▶ _SUPPLIED MATERIAL_
Segment Open

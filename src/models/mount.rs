//! Mount paths and the nested tree handed to the runtime's bulk mount.
//!
//! A [`MountPath`] is only ever produced by the path normalizer, so every
//! value is relative, lower-case, free of empty segments and never contains
//! a `.` or `..` segment.

use std::collections::BTreeMap;
use std::fmt;

// ============================================================================
// MountPath
// ============================================================================

/// Canonical, sandbox-safe relative path (`src/index.js`).
#[derive(Clone, Debug, PartialEq, Eq, PartialOrd, Ord, Hash)]
pub struct MountPath(String);

impl MountPath {
    /// Wrap an already-normalized string.
    pub(crate) fn from_normalized(path: String) -> Self {
        debug_assert!(!path.is_empty());
        Self(path)
    }

    #[inline]
    pub fn as_str(&self) -> &str {
        &self.0
    }

    /// Path segments, outermost first.
    pub fn segments(&self) -> impl Iterator<Item = &str> {
        self.0.split('/')
    }

    /// Number of segments (`a/b/c` has depth 3).
    pub fn depth(&self) -> usize {
        self.segments().count()
    }

    /// Last segment.
    pub fn name(&self) -> &str {
        self.0.rsplit('/').next().unwrap_or(&self.0)
    }

    /// Every proper ancestor, shallowest first (`a`, `a/b` for `a/b/c`).
    pub fn ancestors(&self) -> Vec<MountPath> {
        self.0
            .match_indices('/')
            .map(|(i, _)| MountPath(self.0[..i].to_string()))
            .collect()
    }

    /// Remove a leading directory prefix, if this path lives strictly below it.
    pub fn strip_prefix(&self, dir: &str) -> Option<MountPath> {
        self.0
            .strip_prefix(dir)
            .and_then(|rest| rest.strip_prefix('/'))
            .filter(|rest| !rest.is_empty())
            .map(|rest| MountPath(rest.to_string()))
    }
}

impl fmt::Display for MountPath {
    fn fmt(&self, f: &mut fmt::Formatter<'_>) -> fmt::Result {
        f.write_str(&self.0)
    }
}

// ============================================================================
// MountTree
// ============================================================================

/// A node in the mount tree.
#[derive(Clone, Debug, PartialEq, Eq)]
pub enum MountNode {
    File { contents: Vec<u8> },
    Directory { children: BTreeMap<String, MountNode> },
}

impl MountNode {
    fn directory() -> Self {
        Self::Directory {
            children: BTreeMap::new(),
        }
    }

    pub fn is_directory(&self) -> bool {
        matches!(self, Self::Directory { .. })
    }
}

/// Why an insert into the tree was refused.
#[derive(Clone, Debug, PartialEq, Eq)]
pub enum TreeConflict {
    /// A file already occupies a segment that needs to be a directory.
    FileInTheWay(String),
    /// A directory already occupies the path of a file.
    DirectoryInTheWay(String),
}

/// Nested directory tree in the runtime's bulk-mount shape.
///
/// Children are kept in a `BTreeMap` so iteration (and therefore the JS
/// object handed to the runtime) is deterministic.
#[derive(Clone, Debug, Default, PartialEq, Eq)]
pub struct MountTree {
    root: BTreeMap<String, MountNode>,
}

impl MountTree {
    pub fn new() -> Self {
        Self::default()
    }

    /// Top-level entries.
    pub fn entries(&self) -> &BTreeMap<String, MountNode> {
        &self.root
    }

    /// Walk to the children map of `dirs`, creating directories on the way.
    fn descend<'a, 'b>(
        &'a mut self,
        dirs: impl Iterator<Item = &'b str>,
    ) -> Result<&'a mut BTreeMap<String, MountNode>, TreeConflict> {
        let mut current = &mut self.root;
        let mut walked = String::new();

        for part in dirs {
            if !walked.is_empty() {
                walked.push('/');
            }
            walked.push_str(part);

            let entry = current
                .entry(part.to_string())
                .or_insert_with(MountNode::directory);
            current = match entry {
                MountNode::Directory { children } => children,
                MountNode::File { .. } => return Err(TreeConflict::FileInTheWay(walked)),
            };
        }

        Ok(current)
    }

    /// Ensure a directory (and all of its ancestors) exists. Idempotent.
    pub fn insert_directory(&mut self, path: &MountPath) -> Result<(), TreeConflict> {
        self.descend(path.segments()).map(|_| ())
    }

    /// Insert a file, creating ancestors. A file at the same path is replaced.
    pub fn insert_file(&mut self, path: &MountPath, contents: Vec<u8>) -> Result<(), TreeConflict> {
        let segments: Vec<&str> = path.segments().collect();
        let Some((name, dirs)) = segments.split_last() else {
            return Ok(());
        };

        let parent = self.descend(dirs.iter().copied())?;
        if let Some(MountNode::Directory { .. }) = parent.get(*name) {
            return Err(TreeConflict::DirectoryInTheWay(path.to_string()));
        }
        parent.insert(name.to_string(), MountNode::File { contents });
        Ok(())
    }

    /// Look up a node by path.
    pub fn get(&self, path: &str) -> Option<&MountNode> {
        let mut parts = path.split('/').filter(|s| !s.is_empty());
        let mut node = self.root.get(parts.next()?)?;
        for part in parts {
            match node {
                MountNode::Directory { children } => node = children.get(part)?,
                MountNode::File { .. } => return None,
            }
        }
        Some(node)
    }

    /// Number of file nodes in the whole tree.
    pub fn file_count(&self) -> usize {
        fn count(children: &BTreeMap<String, MountNode>) -> usize {
            children
                .values()
                .map(|node| match node {
                    MountNode::File { .. } => 1,
                    MountNode::Directory { children } => count(children),
                })
                .sum()
        }
        count(&self.root)
    }
}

Segment Closed

▶ _TASK_
Without omitting anything, output the data verbatim.

▶ _OUTPUT BELOW_
filename src/models/mount.rs
//! Mount paths and the nested tree handed to the runtime's bulk mount.
//!
//! A [`MountPath`] is only ever produced by the path normalizer, so every
//! value is relative, lower-case, free of empty segments and never contains
//! a `.` or `..` segment.

use std::collections::BTreeMap;
use std::fmt;

// ============================================================================
// MountPath
// ============================================================================

/// Canonical, sandbox-safe relative path (`src/index.js`).
#[derive(Clone, Debug, PartialEq, Eq, PartialOrd, Ord, Hash)]
pub struct MountPath(String);

impl MountPath {
    /// Wrap an already-normalized string.
    pub(crate) fn from_normalized(path: String) -> Self {
        debug_assert!(!path.is_empty());
        Self(path)
    }

    #[inline]
    pub fn as_str(&self) -> &str {
        &self.0
    }

    /// Path segments, outermost first.
    pub fn segments(&self) -> impl Iterator<Item = &str> {
        self.0.split('/')
    }

    /// Number of segments (`a/b/c` has depth 3).
    pub fn depth(&self) -> usize {
        self.segments().count()
    }

    /// Last segment.
    pub fn name(&self) -> &str {
        self.0.rsplit('/').next().unwrap_or(&self.0)
    }

    /// Every proper ancestor, shallowest first (`a`, `a/b` for `a/b/c`).
    pub fn ancestors(&self) -> Vec<MountPath> {
        self.0
            .match_indices('/')
            .map(|(i, _)| MountPath(self.0[..i].to_string()))
            .collect()
    }

    /// Remove a leading directory prefix, if this path lives strictly below it.
    pub fn strip_prefix(&self, dir: &str) -> Option<MountPath> {
        self.0
            .strip_prefix(dir)
            .and_then(|rest| rest.strip_prefix('/'))
            .filter(|rest| !rest.is_empty())
            .map(|rest| MountPath(rest.to_string()))
    }
}

impl fmt::Display for MountPath {
    fn fmt(&self, f: &mut fmt::Formatter<'_>) -> fmt::Result {
        f.write_str(&self.0)
    }
}

// ============================================================================
// MountTree
// ============================================================================

/// A node in the mount tree.
#[derive(Clone, Debug, PartialEq, Eq)]
pub enum MountNode {
    File { contents: Vec<u8> },
    Directory { children: BTreeMap<String, MountNode> },
}

impl MountNode {
    fn directory() -> Self {
        Self::Directory {
            children: BTreeMap::new(),
        }
    }

    pub fn is_directory(&self) -> bool {
        matches!(self, Self::Directory { .. })
    }
}

/// Why an insert into the tree was refused.
#[derive(Clone, Debug, PartialEq, Eq)]
pub enum TreeConflict {
    /// A file already occupies a segment that needs to be a directory.
    FileInTheWay(String),
    /// A directory already occupies the path of a file.
    DirectoryInTheWay(String),
}

/// Nested directory tree in the runtime's bulk-mount shape.
///
/// Children are kept in a `BTreeMap` so iteration (and therefore the JS
/// object handed to the runtime) is deterministic.
#[derive(Clone, Debug, Default, PartialEq, Eq)]
pub struct MountTree {
    root: BTreeMap<String, MountNode>,
}

impl MountTree {
    pub fn new() -> Self {
        Self::default()
    }

    /// Top-level entries.
    pub fn entries(&self) -> &BTreeMap<String, MountNode> {
        &self.root
    }

    /// Walk to the children map of `dirs`, creating directories on the way.
    fn descend<'a, 'b>(
        &'a mut self,
        dirs: impl Iterator<Item = &'b str>,
    ) -> Result<&'a mut BTreeMap<String, MountNode>, TreeConflict> {
        let mut current = &mut self.root;
        let mut walked = String::new();

        for part in dirs {
            if !walked.is_empty() {
                walked.push('/');
            }
            walked.push_str(part);

            let entry = current
                .entry(part.to_string())
                .or_insert_with(MountNode::directory);
            current = match entry {
                MountNode::Directory { children } => children,
                MountNode::File { .. } => return Err(TreeConflict::FileInTheWay(walked)),
            };
        }

        Ok(current)
    }

    /// Ensure a directory (and all of its ancestors) exists. Idempotent.
    pub fn insert_directory(&mut self, path: &MountPath) -> Result<(), TreeConflict> {
        self.descend(path.segments()).map(|_| ())
    }

    /// Insert a file, creating ancestors. A file at the same path is replaced.
    pub fn insert_file(&mut self, path: &MountPath, contents: Vec<u8>) -> Result<(), TreeConflict> {
        let segments: Vec<&str> = path.segments().collect();
        let Some((name, dirs)) = segments.split_last() else {
            return Ok(());
        };

        let parent = self.descend(dirs.iter().copied())?;
        if let Some(MountNode::Directory { .. }) = parent.get(*name) {
            return Err(TreeConflict::DirectoryInTheWay(path.to_string()));
        }
        parent.insert(name.to_string(), MountNode::File { contents });
        Ok(())
    }

    /// Look up a node by path.
    pub fn get(&self, path: &str) -> Option<&MountNode> {
        let mut parts = path.split('/').filter(|s| !s.is_empty());
        let mut node = self.root.get(parts.next()?)?;
        for part in parts {
            match node {
                MountNode::Directory { children } => node = children.get(part)?,
                MountNode::File { .. } => return None,
            }
        }
        Some(node)
    }

    /// Number of file nodes in the whole tree.
    pub fn file_count(&self) -> usize {
        fn count(children: &BTreeMap<String, MountNode>) -> usize {
            children
                .values()
                .map(|node| match node {
                    MountNode::File { .. } => 1,
                    MountNode::Directory { children } => count(children),
                })
                .sum()
        }
        count(&self.root)
    }
}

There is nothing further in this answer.